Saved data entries
-*-*-
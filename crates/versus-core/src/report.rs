use crate::client::{Client, Clients};
use crate::request::RequestId;
use crate::response::{CompareMode, Response};
use anyhow::Result;
use chrono::{DateTime, Utc};
use std::collections::HashMap;
use std::io::{self, Write};
use std::sync::atomic::{AtomicU64, Ordering};
use std::sync::Arc;
use std::time::{Duration, Instant};
use tokio::sync::mpsc;
use tokio_util::sync::CancellationToken;
use tracing::{debug, warn};

/// Pending ids listed individually by `render` unless configured otherwise.
pub const DEFAULT_MAX_INCOMPLETE: usize = 20;

pub type MismatchHandler = Box<dyn FnMut(&[Response]) + Send>;

#[derive(Debug, Clone, Copy, PartialEq, Eq)]
pub enum ReportState {
    /// No response seen yet.
    Empty,
    Running,
    /// The response stream closed; whatever is still pending stays incomplete.
    Draining,
    Rendered,
}

/// Correlates responses from every endpoint by request id and compares them.
///
/// The pending map is only ever touched from the single task that owns the
/// report, so it needs no lock. Nothing else may hold a `&mut Report` while
/// `serve` runs.
pub struct Report {
    clients: Vec<Arc<Client>>,
    pending: HashMap<RequestId, Vec<Response>>,
    compare: CompareMode,
    max_incomplete: usize,
    on_mismatch: Option<MismatchHandler>,
    overloaded: Arc<AtomicU64>,

    pub requests: u64,
    pub errors: u64,
    pub completed: u64,
    pub mismatched: u64,
    /// Summed latency of every response.
    pub elapsed: Duration,

    started_at: DateTime<Utc>,
    started: Instant,
    state: ReportState,
    cancelled: bool,
}

impl Report {
    pub fn new(clients: &Clients, compare: CompareMode) -> Self {
        Self {
            clients: clients.clients().to_vec(),
            pending: HashMap::new(),
            compare,
            max_incomplete: DEFAULT_MAX_INCOMPLETE,
            on_mismatch: None,
            overloaded: clients.overloaded(),
            requests: 0,
            errors: 0,
            completed: 0,
            mismatched: 0,
            elapsed: Duration::ZERO,
            started_at: Utc::now(),
            started: Instant::now(),
            state: ReportState::Empty,
            cancelled: false,
        }
    }

    /// Called with the whole group (prior responses plus the final one)
    /// whenever a completed group does not agree.
    pub fn with_mismatch_handler(mut self, handler: impl FnMut(&[Response]) + Send + 'static) -> Self {
        self.on_mismatch = Some(Box::new(handler));
        self
    }

    pub fn with_max_incomplete(mut self, max: usize) -> Self {
        self.max_incomplete = max;
        self
    }

    pub fn state(&self) -> ReportState {
        self.state
    }

    pub fn cancelled(&self) -> bool {
        self.cancelled
    }

    pub fn overloaded(&self) -> u64 {
        self.overloaded.load(Ordering::Relaxed)
    }

    /// Number of ids still waiting on at least one endpoint.
    pub fn pending_len(&self) -> usize {
        self.pending.len()
    }

    pub fn pending_ids(&self) -> Vec<RequestId> {
        let mut ids: Vec<_> = self.pending.keys().copied().collect();
        ids.sort_unstable();
        ids
    }

    fn num_endpoints(&self) -> usize {
        self.clients.len()
    }

    fn count(&mut self, resp: &Response) {
        self.requests += 1;
        if resp.is_error() {
            self.errors += 1;
        }
        self.elapsed += resp.elapsed;
    }

    /// Account for one response and compare its group once every endpoint
    /// has answered.
    pub fn handle(&mut self, resp: Response) {
        match self.state {
            ReportState::Rendered => {
                warn!(request_id = resp.request_id, "response arrived after render, ignoring");
                return;
            }
            ReportState::Empty => self.state = ReportState::Running,
            ReportState::Running | ReportState::Draining => {}
        }

        self.count(&resp);

        let id = resp.request_id;
        let waiting = self.pending.get(&id).map_or(0, Vec::len);
        if waiting + 1 < self.num_endpoints() {
            self.pending.entry(id).or_default().push(resp);
            return;
        }

        // Final response for this id.
        let mut group = self.pending.remove(&id).unwrap_or_default();
        self.completed += 1;

        let mismatch = group
            .iter()
            .any(|other| !other.equivalent(&resp, self.compare));
        group.push(resp);

        if mismatch {
            self.mismatched += 1;
            if let Some(handler) = self.on_mismatch.as_mut() {
                handler(&group);
            }
        }
    }

    /// Consume the merged response stream until it closes or `cancel` fires.
    pub async fn serve(
        &mut self,
        mut rx: mpsc::Receiver<Response>,
        cancel: &CancellationToken,
    ) -> Result<()> {
        loop {
            tokio::select! {
                biased;
                _ = cancel.cancelled() => {
                    debug!(pending = self.pending.len(), "report cancelled");
                    self.cancelled = true;
                    return Ok(());
                }
                resp = rx.recv() => match resp {
                    Some(resp) => self.handle(resp),
                    None => {
                        debug!(pending = self.pending.len(), "response stream closed");
                        if self.state != ReportState::Rendered {
                            self.state = ReportState::Draining;
                        }
                        return Ok(());
                    }
                },
            }
        }
    }

    pub fn render(&mut self, w: &mut impl Write) -> io::Result<()> {
        self.state = ReportState::Rendered;

        writeln!(w, "Endpoints:")?;
        for client in &self.clients {
            writeln!(w, "\n{}. {:?}", client.index, client.endpoint)?;
            client.stats().render(w)?;
        }

        let error_rate = if self.requests > 0 {
            (self.errors * 100) as f64 / self.requests as f64
        } else {
            0.0
        };

        writeln!(w, "\n** Summary for {} endpoints:", self.num_endpoints())?;
        writeln!(w, "   Started:    {}", self.started_at.to_rfc3339())?;
        writeln!(w, "   Elapsed:    {:0.4}s", self.started.elapsed().as_secs_f64())?;
        writeln!(
            w,
            "   Completed:  {} results with {} total requests",
            self.completed, self.requests
        )?;
        writeln!(
            w,
            "   Timing:     {:0.4}s total request time",
            self.elapsed.as_secs_f64()
        )?;
        writeln!(w, "   Errors:     {} ({:0.2}%)", self.errors, error_rate)?;
        writeln!(w, "   Mismatched: {}", self.mismatched)?;

        let overloaded = self.overloaded();
        if overloaded > 0 {
            writeln!(
                w,
                "\n   Warning: response channel was overloaded {} times, workers were stalled waiting on the report.",
                overloaded
            )?;
        }

        if !self.pending.is_empty() {
            self.render_incomplete(w)?;
        }

        if self.cancelled {
            writeln!(w, "\n   Run was cancelled; counters are partial.")?;
        }

        Ok(())
    }

    fn render_incomplete(&self, w: &mut impl Write) -> io::Result<()> {
        let ids = self.pending_ids();
        writeln!(
            w,
            "\n   Incomplete: {} requests never received a response from every endpoint",
            ids.len()
        )?;

        for id in ids.iter().take(self.max_incomplete) {
            let group = &self.pending[id];
            let missing: Vec<&str> = self
                .clients
                .iter()
                .filter(|c| !group.iter().any(|r| r.endpoint == c.index))
                .map(|c| &*c.endpoint)
                .collect();
            writeln!(
                w,
                "     #{}: {}/{} responses, missing {}",
                id,
                group.len(),
                self.num_endpoints(),
                missing.join(", ")
            )?;
        }
        if ids.len() > self.max_incomplete {
            writeln!(w, "     ... and {} more", ids.len() - self.max_incomplete)?;
        }
        Ok(())
    }
}
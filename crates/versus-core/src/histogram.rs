/// Latency histogram that retains every sample.
///
/// Samples are kept so percentiles can be computed exactly by sorting. Memory
/// grows linearly with the number of requests; a sparse bucketed sketch would
/// bound it at the cost of exact nearest-rank values.
#[derive(Debug, Clone, Default)]
pub struct Histogram {
    samples: Vec<f64>,
    sorted: bool,
    min: f64,
    max: f64,
    total: f64,
}

impl Histogram {
    pub fn new() -> Self {
        Self::default()
    }

    /// Record one sample (seconds).
    pub fn add(&mut self, point: f64) {
        self.samples.push(point);
        self.sorted = self.samples.len() == 1;
        self.total += point;
        if self.samples.len() == 1 || self.min > point {
            self.min = point;
        }
        if self.samples.len() == 1 || self.max < point {
            self.max = point;
        }
    }

    pub fn len(&self) -> usize {
        self.samples.len()
    }

    pub fn is_empty(&self) -> bool {
        self.samples.is_empty()
    }

    pub fn total(&self) -> f64 {
        self.total
    }

    pub fn min(&self) -> f64 {
        self.min
    }

    pub fn max(&self) -> f64 {
        self.max
    }

    /// Mean of all samples. NaN when empty.
    pub fn average(&self) -> f64 {
        self.total / self.samples.len() as f64
    }

    /// Population variance (divides by the sample count). NaN when empty.
    pub fn variance(&self) -> f64 {
        let mean = self.average();
        let sum: f64 = self
            .samples
            .iter()
            .map(|v| {
                let delta = v - mean;
                delta * delta
            })
            .sum();
        sum / self.samples.len() as f64
    }

    /// Nearest-rank percentiles for whole-percent buckets (95 means 95%).
    ///
    /// Buckets must be in non-decreasing order. Each bucket takes the first
    /// sample whose rank `i * 100 / n` reaches it; buckets left over once the
    /// samples run out get the maximum. Returns zeros when there are no samples.
    pub fn percentiles(&mut self, buckets: &[usize]) -> Vec<f64> {
        let mut r = vec![0.0; buckets.len()];
        let n = self.samples.len();
        if n == 0 || buckets.is_empty() {
            return r;
        }

        if !self.sorted {
            self.samples.sort_by(f64::total_cmp);
            self.sorted = true;
        }

        let mut j = 0;
        for (i, &value) in self.samples.iter().enumerate() {
            if i * 100 / n >= buckets[j] {
                r[j] = value;
                j += 1;
                if j == buckets.len() {
                    return r;
                }
            }
        }

        // Fill up the remaining buckets with the highest value.
        let highest = self.samples[n - 1];
        for slot in &mut r[j..] {
            *slot = highest;
        }
        r
    }
}
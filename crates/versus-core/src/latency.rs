use crate::transport::{parse_endpoint, TransportError};
use std::time::{Duration, Instant};
use tokio::task::JoinSet;

pub const LATENCY_TIMEOUT: Duration = Duration::from_secs(2);
pub const LATENCY_SAMPLES: usize = 5;

/// Approximate an HTTP server's network latency: send concurrent HEAD requests
/// to the endpoint and keep the fastest time to response headers.
///
/// Fails only when every sample failed.
pub async fn probe_http(endpoint: &str) -> Result<Duration, TransportError> {
    let (url, _mode) = parse_endpoint(endpoint)?;
    let client = reqwest::Client::builder()
        .timeout(LATENCY_TIMEOUT)
        .build()
        .map_err(|e| TransportError::Connect {
            endpoint: endpoint.to_string(),
            reason: e.to_string(),
        })?;

    let mut samples = JoinSet::new();
    for _ in 0..LATENCY_SAMPLES {
        let request = client.head(url.clone());
        samples.spawn(async move {
            let start = Instant::now();
            request.send().await.map(|_| start.elapsed())
        });
    }

    let mut min_latency: Option<Duration> = None;
    let mut last_err = None;
    while let Some(joined) = samples.join_next().await {
        match joined {
            Ok(Ok(latency)) => {
                if min_latency.map_or(true, |min| latency < min) {
                    min_latency = Some(latency);
                }
            }
            Ok(Err(e)) => last_err = Some(TransportError::from_reqwest(e, LATENCY_TIMEOUT)),
            Err(e) => {
                last_err = Some(TransportError::Connect {
                    endpoint: endpoint.to_string(),
                    reason: e.to_string(),
                })
            }
        }
    }

    match (min_latency, last_err) {
        (Some(latency), _) => Ok(latency),
        (None, Some(err)) => Err(err),
        (None, None) => Err(TransportError::Timeout(LATENCY_TIMEOUT)),
    }
}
-*-*-
TASK TO COMPLETE ::
Look back at the entries above. Retype the line with "let id = resp.request_id;", the line with "for this id.", and all lines in between.

REPLY TO THE EXERCISE ::
        let id = resp.request_id;
        let waiting = self.pending.get(&id).map_or(0, Vec::len);
        if waiting + 1 < self.num_endpoints() {
            self.pending.entry(id).or_default().push(resp);
            return;
        }

        // Final response for this id.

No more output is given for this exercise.